# Rocky River Status?



## NGBASSIN (Jun 26, 2012)

Has anyone been out over the last few days? USGS says its just over 150 and at about 57 degrees. That should have them running in thick. Any good catch reports in the river, and what kind of water clarity are we working with? I am heading out tomorrow morning, either way, would just rather have some current info to go off of.

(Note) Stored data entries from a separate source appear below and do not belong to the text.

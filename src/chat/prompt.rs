//! Prompt assembly: system message, bounded history, then the new message

use crate::llm::{GenerateRequest, GenerationConfig, Message};
use crate::models::{HistoryTurn, TurnRole};

use super::sanitize::strip_markers;

/// Prior turns forwarded with each request
pub const DEFAULT_MAX_HISTORY_TURNS: usize = 10;

/// Keep the most recent `max_turns` visitor/assistant turns, oldest first
///
/// System turns are dropped; the relay owns the system message.
pub fn bound_history(history: Vec<HistoryTurn>, max_turns: usize) -> Vec<Message> {
    let turns: Vec<Message> = history
        .into_iter()
        .filter_map(|turn| {
            let content = strip_markers(&turn.content);
            match turn.role {
                TurnRole::User => Some(Message::user(content)),
                TurnRole::Assistant => Some(Message::assistant(content)),
                TurnRole::System => None,
            }
        })
        .collect();

    let skip = turns.len().saturating_sub(max_turns);
    turns.into_iter().skip(skip).collect()
}

/// Build the upstream request
pub fn assemble(
    system_prompt: &str,
    history: Vec<Message>,
    message: String,
    config: GenerationConfig,
) -> GenerateRequest {
    let mut messages = history;
    messages.push(Message::user(message));

    GenerateRequest {
        messages,
        config,
        system: Some(system_prompt.to_string()),
    }
}
use chrono::{DateTime, Utc};
use std::sync::Mutex;

/// Snapshot of resume download activity
#[derive(Debug, Clone, Copy, Default, PartialEq, Eq)]
pub struct DownloadStats {
    pub total: u64,
    pub last_download: Option<DateTime<Utc>>,
}

/// Counts served resume downloads
#[derive(Debug, Default)]
pub struct DownloadTracker {
    stats: Mutex<DownloadStats>,
}

impl DownloadTracker {
    pub fn new() -> Self {
        Self::default()
    }

    /// Record one download at `at` and return the updated stats
    pub fn record(&self, at: DateTime<Utc>) -> DownloadStats {
        let mut stats = self.stats.lock().unwrap_or_else(|e| e.into_inner());
        stats.total = stats.total.saturating_add(1);
        stats.last_download = Some(at);
        *stats
    }

    pub fn stats(&self) -> DownloadStats {
        *self.stats.lock().unwrap_or_else(|e| e.into_inner())
    }
}
//! Provider trait for LLM implementations

use async_trait::async_trait;
use futures::stream::Stream;
use std::pin::Pin;

use super::{
    error::LlmError,
    types::{GenerateRequest, StreamEvent},
};

/// Incremental response from a provider
pub type EventStream = Pin<Box<dyn Stream<Item = Result<StreamEvent, LlmError>> + Send>>;

/// Main interface that all LLM provider implementations must satisfy
#[async_trait]
pub trait LlmProvider: Send + Sync {
    /// Stream generate content from the LLM
    ///
    /// This method sends a request to the LLM and returns a stream of events
    /// representing the incremental response. Errors returned directly happen
    /// before any content was produced; errors yielded by the stream happen
    /// mid-generation.
    async fn stream_generate(&self, request: GenerateRequest) -> Result<EventStream, LlmError>;
}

Any insight would be wonderful!


----------



## ironfish (Jul 31, 2010)

river temp is relevant but i go by lake temps,when it gets around 65 degrees and the lake turns over the fish start pushing up in numbers,that said im sure some of the more seasoned steelheaders are on to some fish.


----------



## ironfish (Jul 31, 2010)

*as always water clarity is more coffee colored in the early fall due to the summer silt buildup.was on the chagrin sunday at 348 cfs and as stated the water was more stained.several gully washers and that should change...*


----------



## NGBASSIN (Jun 26, 2012)

I'm going to give it a shot. Have some sacs tied up from a trip to NY earlier this fall. I'll report back tomorrow, hopefully with good news!


----------



## Osmerus (Dec 5, 2012)

Was out yesterday evening. I hit some of my favorite lower section spots and nothing. Water is perfect, the flow is a little lower than i like but not bad. Im sure if you get out at first light on the lower sections of the river you will find some.


----------



## NGBASSIN (Jun 26, 2012)

Been out since first light. Nothing doing for anyone I’ve run into going to stay in the river a bit longer then head to the lake and throw spoons. Need to get that first of the year.


----------



## stuckonshore (Jun 7, 2013)

Good luck NGBassin! I was out there saturday morning and didn't see anyone pull anything in. Hopefully they'll turn on soon.


----------



## Sdtactac (Sep 7, 2018)

I’ve been out the last three days. Today is super clear but low and slow went to all the normal holes but bridges but couldn’t spot anything need another decent rain with these cold temps. I’m debating going to the Erie Canal tomorrow with my 4wt and get some of those rainbows that were released just to have some kind of action


----------



## steelhead sniper 860 (Nov 6, 2013)

Typical online post, nope nobody catching anything. Lol


----------



## NGBASSIN (Jun 26, 2012)

Finally got my first. Small fish but it was fun to finally hook up. Super low and super slow. She took the jig and maggot.


----------



## stuckonshore (Jun 7, 2013)

NGBASSIN said:


> Finally got my first. Small fish but it was fun to finally hook up. Super low and super slow. She took the jig and maggot.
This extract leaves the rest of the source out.